##### DATA RECORDS #####

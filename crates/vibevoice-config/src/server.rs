use std::{net::SocketAddr, time::Duration};

use serde::Deserialize;

use crate::{cors::CorsConfig, health::HealthConfig};

/// Name reported by the health endpoint unless overridden
pub const DEFAULT_SERVICE_NAME: &str = "qualia-vibevoice";

#[derive(Debug, Deserialize)]
#[serde(deny_unknown_fields)]
pub struct ServerConfig {
    pub listen_address: Option<SocketAddr>,
    /// Service name reported by the health endpoint
    #[serde(default = "default_service_name")]
    pub service_name: String,
    /// Wall-clock limit for a single synthesis call (e.g. "60s", "2m")
    #[serde(default = "default_request_timeout")]
    pub request_timeout: String,
    /// Maximum number of synthesis calls in flight at once
    #[serde(default = "default_max_concurrent_requests")]
    pub max_concurrent_requests: usize,
    #[serde(default)]
    pub health: HealthConfig,
    /// Cross-origin policy; no CORS headers are sent when absent
    #[serde(default)]
    pub cors: Option<CorsConfig>,
}

impl Default for ServerConfig {
    fn default() -> Self {
        Self {
            listen_address: None,
            service_name: default_service_name(),
            request_timeout: default_request_timeout(),
            max_concurrent_requests: default_max_concurrent_requests(),
            health: HealthConfig::default(),
            cors: None,
        }
    }
}

impl ServerConfig {
    /// Parse the configured request timeout
    ///
    /// # Errors
    ///
    /// Returns an error if the value is not a valid duration string
    pub fn request_timeout_duration(&self) -> anyhow::Result<Duration> {
        duration_str::parse(&self.request_timeout)
            .map_err(|e| anyhow::anyhow!("invalid server.request_timeout '{}': {e}", self.request_timeout))
    }
}

fn default_service_name() -> String {
    DEFAULT_SERVICE_NAME.to_string()
}

fn default_request_timeout() -> String {
    "60s".to_string()
}

const fn default_max_concurrent_requests() -> usize {
    10
}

#####

▶ _TASK_:
Repeat each entry above, matching every line exactly.

▶ _RESULT_:
filename crates/vibevoice-config/src/server.rs
use std::{net::SocketAddr, time::Duration};

use serde::Deserialize;

use crate::{cors::CorsConfig, health::HealthConfig};

/// Name reported by the health endpoint unless overridden
pub const DEFAULT_SERVICE_NAME: &str = "qualia-vibevoice";

#[derive(Debug, Deserialize)]
#[serde(deny_unknown_fields)]
pub struct ServerConfig {
    pub listen_address: Option<SocketAddr>,
    /// Service name reported by the health endpoint
    #[serde(default = "default_service_name")]
    pub service_name: String,
    /// Wall-clock limit for a single synthesis call (e.g. "60s", "2m")
    #[serde(default = "default_request_timeout")]
    pub request_timeout: String,
    /// Maximum number of synthesis calls in flight at once
    #[serde(default = "default_max_concurrent_requests")]
    pub max_concurrent_requests: usize,
    #[serde(default)]
    pub health: HealthConfig,
    /// Cross-origin policy; no CORS headers are sent when absent
    #[serde(default)]
    pub cors: Option<CorsConfig>,
}

impl Default for ServerConfig {
    fn default() -> Self {
        Self {
            listen_address: None,
            service_name: default_service_name(),
            request_timeout: default_request_timeout(),
            max_concurrent_requests: default_max_concurrent_requests(),
            health: HealthConfig::default(),
            cors: None,
        }
    }
}

impl ServerConfig {
    /// Parse the configured request timeout
    ///
    /// # Errors
    ///
    /// Returns an error if the value is not a valid duration string
    pub fn request_timeout_duration(&self) -> anyhow::Result<Duration> {
        duration_str::parse(&self.request_timeout)
            .map_err(|e| anyhow::anyhow!("invalid server.request_timeout '{}': {e}", self.request_timeout))
    }
}

fn default_service_name() -> String {
    DEFAULT_SERVICE_NAME.to_string()
}

fn default_request_timeout() -> String {
    "60s".to_string()
}

const fn default_max_concurrent_requests() -> usize {
    10
}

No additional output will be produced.